An Unusual Way to Draw Graphs in Books
A page is a closed half-plane. A book is a collection of pages identified along the boundary of the half planes. This common boundary is called the spine. Books provide another topological space in which to depict graphs (see [CLR]).
Usually graphs are realized as a subspace of books. It is common to require that the vertices lie on the spine but the edges do not cross the spine. An embedding of this type can be described as follows: give a permutation ordering the vertices along the spine and partition the edges so that no two nonadjacent edges ab,cd in the same part appear in order acbd along the spine (i.e., no two are skew). The parts are the edges on a page. Barrett, Heath, and Pemmaraju [BHP] note the similarity to this restriction with stacks (last-in-first-out storage). That is, an edge is stacked when we first encounter an end walking down the spine and unstacked when we encounter the other end. They use this connection by applying a book embedding to schedule processes on stacks.

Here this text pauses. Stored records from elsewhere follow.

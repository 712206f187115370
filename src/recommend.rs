use crate::models::DerivedFeatures;

pub const ATTENDANCE_ADVICE: &str = "Improve class attendance to at least 75%";
pub const GRADE_ADVICE: &str = "Focus on improving grades in current courses";
pub const CGPA_ADVICE: &str = "Develop better study habits to improve overall CGPA";
pub const APPLY_INTERNSHIP_ADVICE: &str =
    "Apply for an internship to enhance practical skills and improve employment prospects";
pub const PAID_INTERNSHIP_ADVICE: &str =
    "Aim for an internship at Fortune 500 companies or through institutional connections (SRM/IIT/NIT)";
pub const SMALL_COMPANY_INTERNSHIP_ADVICE: &str =
    "Consider upgrading your internship experience to Fortune 500 companies or through SRM/IIT/NIT programs";
pub const OBTAIN_CERTIFICATION_ADVICE: &str =
    "Obtain industry-recognized certifications to enhance your skills and resume";
pub const HIGHER_CERTIFICATION_ADVICE: &str =
    "Consider higher-value certifications like CISCO, CCNA, or specialized programs through NPTEL";
pub const COUNSELING_ADVICE: &str = "Consider seeking academic counseling or tutoring";
pub const CONTINUE_ADVICE: &str = "Continue with current academic performance";

pub const MIN_ATTENDANCE: f64 = 75.0;
pub const MIN_AVG_GRADE: f64 = 6.0;
pub const MIN_CGPA: f64 = 7.0;
pub const LOW_CERTIFICATE_SUM: f64 = 3.0;
/// At or above this sum no certification advice survives.
pub const STRONG_CERTIFICATE_SUM: f64 = 5.0;

const PAID_INTERNSHIP_CODE: &str = "4";
const SMALL_COMPANY_INTERNSHIP_CODE: &str = "6";

pub fn internship_advice(internship_value: f64, internship_code: &str) -> Option<&'static str> {
    if internship_value == 0.0 {
        Some(APPLY_INTERNSHIP_ADVICE)
    } else if internship_code == PAID_INTERNSHIP_CODE {
        Some(PAID_INTERNSHIP_ADVICE)
    } else if internship_code == SMALL_COMPANY_INTERNSHIP_CODE {
        Some(SMALL_COMPANY_INTERNSHIP_ADVICE)
    } else {
        None
    }
}

pub fn certificate_advice(certificate_sum: f64) -> Option<&'static str> {
    if certificate_sum == 0.0 {
        Some(OBTAIN_CERTIFICATION_ADVICE)
    } else if certificate_sum < LOW_CERTIFICATE_SUM {
        Some(HIGHER_CERTIFICATION_ADVICE)
    } else {
        None
    }
}

pub fn mentions_certification(recommendation: &str) -> bool {
    recommendation.to_lowercase().contains("certification")
}

/// Ordered advice for one student: attendance, grade, cgpa, internship,
/// certificates, counseling, then the fallback when nothing else applied.
pub fn recommend(features: &DerivedFeatures, risk_index: usize) -> Vec<String> {
    let mut recommendations: Vec<String> = Vec::new();

    if features.attendance_value < MIN_ATTENDANCE {
        recommendations.push(ATTENDANCE_ADVICE.to_string());
    }

    if features.avg_grade < MIN_AVG_GRADE {
        recommendations.push(GRADE_ADVICE.to_string());
    }

    if features.cgpa_value < MIN_CGPA {
        recommendations.push(CGPA_ADVICE.to_string());
    }

    if let Some(advice) = internship_advice(features.internship_value, &features.internship_code) {
        recommendations.push(advice.to_string());
    }

    if let Some(advice) = certificate_advice(features.certificate_sum) {
        recommendations.push(advice.to_string());
    }

    // Runs after every rule above has added its advice.
    if features.certificate_sum >= STRONG_CERTIFICATE_SUM {
        recommendations.retain(|rec| !mentions_certification(rec));
    }

    if risk_index >= 1 {
        recommendations.push(COUNSELING_ADVICE.to_string());
    }

    if recommendations.is_empty() {
        recommendations.push(CONTINUE_ADVICE.to_string());
    }

    recommendations
}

Another method of storing edges is queues (first-in-first-out storage). The analogous method for storing edges in queues would require that nonadjacent edges ab,cd do not occur in order acdb along the spine (i.e., are nested). They study a variation on book embeddings in which edges may be disjoint (appear in order abcd) and skew, but not nested. In contrast, the usual embedding of the preceding paragraph allows nested and disjoint but not skew edges.
These three terms, skew, nested, and disjoint, cover the three possibilities for how nonadjacent edges can appear. The literature studies two different combinations of these types. We propose studying the third.
Problem: Find the pagenumber of a graph if each page is allowed to contain nested and skew edges, but not disjoint edges.
There are no known applications of this variation on the theme. To my knowledge no one has worked on this. Nevertheless, I like this problem.
References:
[CLR] F. Chung, F. Leighton, and A. Rosenberg, Embedding graphs in books: a layout problem with applications to VLSI design, SIAM Journal on Algebraic and Discrete Methods, 8 (1987) 33-58.
[BHP] A. Trenk Barrett, L.S. Heath, and S.V. Pemmaraju, Stack and queue layouts of directed acyclic graphs, (manuscript).
Submitted by: Dan Archdeacon, Department of Mathematics and Statistics, University of Vermont, Burlington VT 05405 USA.